Assignment | Check every line of the data below for the word "materialization". Copy the ones that have it.

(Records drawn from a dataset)

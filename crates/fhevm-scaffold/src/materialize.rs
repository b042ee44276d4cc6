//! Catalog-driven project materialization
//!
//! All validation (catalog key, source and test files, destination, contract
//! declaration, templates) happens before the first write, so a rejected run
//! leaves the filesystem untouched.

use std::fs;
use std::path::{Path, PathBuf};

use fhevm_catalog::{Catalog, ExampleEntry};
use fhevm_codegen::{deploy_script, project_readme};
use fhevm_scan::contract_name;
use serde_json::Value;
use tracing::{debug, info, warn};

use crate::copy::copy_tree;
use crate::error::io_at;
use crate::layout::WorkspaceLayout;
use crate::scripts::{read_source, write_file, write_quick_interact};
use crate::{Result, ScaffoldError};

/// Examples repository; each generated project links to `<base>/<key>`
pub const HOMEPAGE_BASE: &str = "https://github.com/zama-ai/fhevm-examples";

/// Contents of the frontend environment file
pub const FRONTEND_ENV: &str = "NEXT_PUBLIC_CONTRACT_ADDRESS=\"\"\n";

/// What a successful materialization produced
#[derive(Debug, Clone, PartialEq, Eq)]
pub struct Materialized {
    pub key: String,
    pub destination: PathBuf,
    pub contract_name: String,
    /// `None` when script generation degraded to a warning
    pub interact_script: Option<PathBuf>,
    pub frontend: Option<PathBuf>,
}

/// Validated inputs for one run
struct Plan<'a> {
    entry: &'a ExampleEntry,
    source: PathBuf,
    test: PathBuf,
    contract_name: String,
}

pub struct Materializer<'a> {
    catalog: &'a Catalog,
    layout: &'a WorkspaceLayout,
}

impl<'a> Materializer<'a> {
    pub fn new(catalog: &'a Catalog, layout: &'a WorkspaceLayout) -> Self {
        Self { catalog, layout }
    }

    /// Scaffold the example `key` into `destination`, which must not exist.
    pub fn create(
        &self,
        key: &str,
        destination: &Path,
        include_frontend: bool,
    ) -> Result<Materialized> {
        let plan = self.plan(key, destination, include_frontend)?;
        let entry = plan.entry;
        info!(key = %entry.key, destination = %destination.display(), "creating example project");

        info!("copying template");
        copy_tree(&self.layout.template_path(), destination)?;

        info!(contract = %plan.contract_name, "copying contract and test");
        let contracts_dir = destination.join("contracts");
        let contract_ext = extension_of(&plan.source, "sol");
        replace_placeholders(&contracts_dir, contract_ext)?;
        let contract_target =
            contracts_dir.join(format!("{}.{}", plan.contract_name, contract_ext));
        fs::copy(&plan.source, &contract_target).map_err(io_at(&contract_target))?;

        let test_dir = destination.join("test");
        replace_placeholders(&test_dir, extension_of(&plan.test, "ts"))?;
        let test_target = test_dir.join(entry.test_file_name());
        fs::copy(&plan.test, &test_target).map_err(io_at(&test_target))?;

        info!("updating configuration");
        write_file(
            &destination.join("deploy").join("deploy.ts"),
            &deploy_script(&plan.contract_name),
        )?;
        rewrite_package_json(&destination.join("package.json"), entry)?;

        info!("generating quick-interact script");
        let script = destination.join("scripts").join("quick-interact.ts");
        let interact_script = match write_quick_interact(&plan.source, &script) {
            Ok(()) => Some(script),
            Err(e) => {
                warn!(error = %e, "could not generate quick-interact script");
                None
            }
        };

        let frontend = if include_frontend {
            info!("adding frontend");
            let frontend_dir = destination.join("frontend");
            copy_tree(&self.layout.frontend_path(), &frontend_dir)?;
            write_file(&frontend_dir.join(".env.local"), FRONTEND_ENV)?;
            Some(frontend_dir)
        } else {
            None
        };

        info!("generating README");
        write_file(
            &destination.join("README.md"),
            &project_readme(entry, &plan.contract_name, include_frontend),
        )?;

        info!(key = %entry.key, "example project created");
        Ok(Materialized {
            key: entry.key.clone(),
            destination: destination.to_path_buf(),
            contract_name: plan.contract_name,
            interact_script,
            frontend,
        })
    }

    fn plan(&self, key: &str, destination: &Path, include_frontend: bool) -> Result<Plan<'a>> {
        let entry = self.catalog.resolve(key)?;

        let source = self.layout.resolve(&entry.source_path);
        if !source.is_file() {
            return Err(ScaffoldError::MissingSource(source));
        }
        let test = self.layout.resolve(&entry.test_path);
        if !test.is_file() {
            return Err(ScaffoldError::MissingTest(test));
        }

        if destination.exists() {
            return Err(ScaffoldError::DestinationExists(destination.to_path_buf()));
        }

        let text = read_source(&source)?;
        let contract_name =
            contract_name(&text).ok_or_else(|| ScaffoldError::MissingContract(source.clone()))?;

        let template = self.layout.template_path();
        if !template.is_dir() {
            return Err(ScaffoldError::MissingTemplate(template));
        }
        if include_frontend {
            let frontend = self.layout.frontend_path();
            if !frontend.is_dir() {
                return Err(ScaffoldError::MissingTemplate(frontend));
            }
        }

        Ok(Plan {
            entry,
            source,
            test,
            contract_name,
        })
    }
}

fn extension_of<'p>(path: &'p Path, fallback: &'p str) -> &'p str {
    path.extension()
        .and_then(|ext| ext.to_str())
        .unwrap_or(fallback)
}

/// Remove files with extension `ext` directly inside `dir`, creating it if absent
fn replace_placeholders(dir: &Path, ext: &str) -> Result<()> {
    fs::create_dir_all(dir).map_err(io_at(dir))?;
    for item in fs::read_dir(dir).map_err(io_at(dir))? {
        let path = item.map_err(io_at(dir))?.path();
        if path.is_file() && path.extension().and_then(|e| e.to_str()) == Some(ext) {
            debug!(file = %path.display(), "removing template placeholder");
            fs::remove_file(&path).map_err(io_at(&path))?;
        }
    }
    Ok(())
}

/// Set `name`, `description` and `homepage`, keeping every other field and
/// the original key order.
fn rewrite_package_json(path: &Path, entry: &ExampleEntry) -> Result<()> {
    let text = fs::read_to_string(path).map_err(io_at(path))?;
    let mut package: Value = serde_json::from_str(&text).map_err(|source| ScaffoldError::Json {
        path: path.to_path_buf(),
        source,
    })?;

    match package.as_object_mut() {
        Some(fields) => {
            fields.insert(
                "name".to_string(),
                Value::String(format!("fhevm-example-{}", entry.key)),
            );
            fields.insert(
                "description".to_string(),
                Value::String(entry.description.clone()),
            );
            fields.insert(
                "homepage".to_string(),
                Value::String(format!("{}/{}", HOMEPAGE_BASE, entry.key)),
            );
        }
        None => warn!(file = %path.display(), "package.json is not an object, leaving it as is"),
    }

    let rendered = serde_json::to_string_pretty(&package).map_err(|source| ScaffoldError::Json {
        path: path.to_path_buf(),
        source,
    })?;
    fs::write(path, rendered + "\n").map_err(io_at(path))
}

==

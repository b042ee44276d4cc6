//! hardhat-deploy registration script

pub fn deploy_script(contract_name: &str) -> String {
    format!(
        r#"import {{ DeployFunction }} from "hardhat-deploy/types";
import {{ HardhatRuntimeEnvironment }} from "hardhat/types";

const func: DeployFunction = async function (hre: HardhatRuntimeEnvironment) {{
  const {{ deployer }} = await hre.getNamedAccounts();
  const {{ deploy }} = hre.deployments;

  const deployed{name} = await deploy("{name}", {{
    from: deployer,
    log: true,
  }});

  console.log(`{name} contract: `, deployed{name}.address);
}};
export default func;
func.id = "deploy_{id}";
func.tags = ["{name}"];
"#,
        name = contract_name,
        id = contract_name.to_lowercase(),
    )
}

Response to the task |
//! Catalog-driven project materialization
/// What a successful materialization produced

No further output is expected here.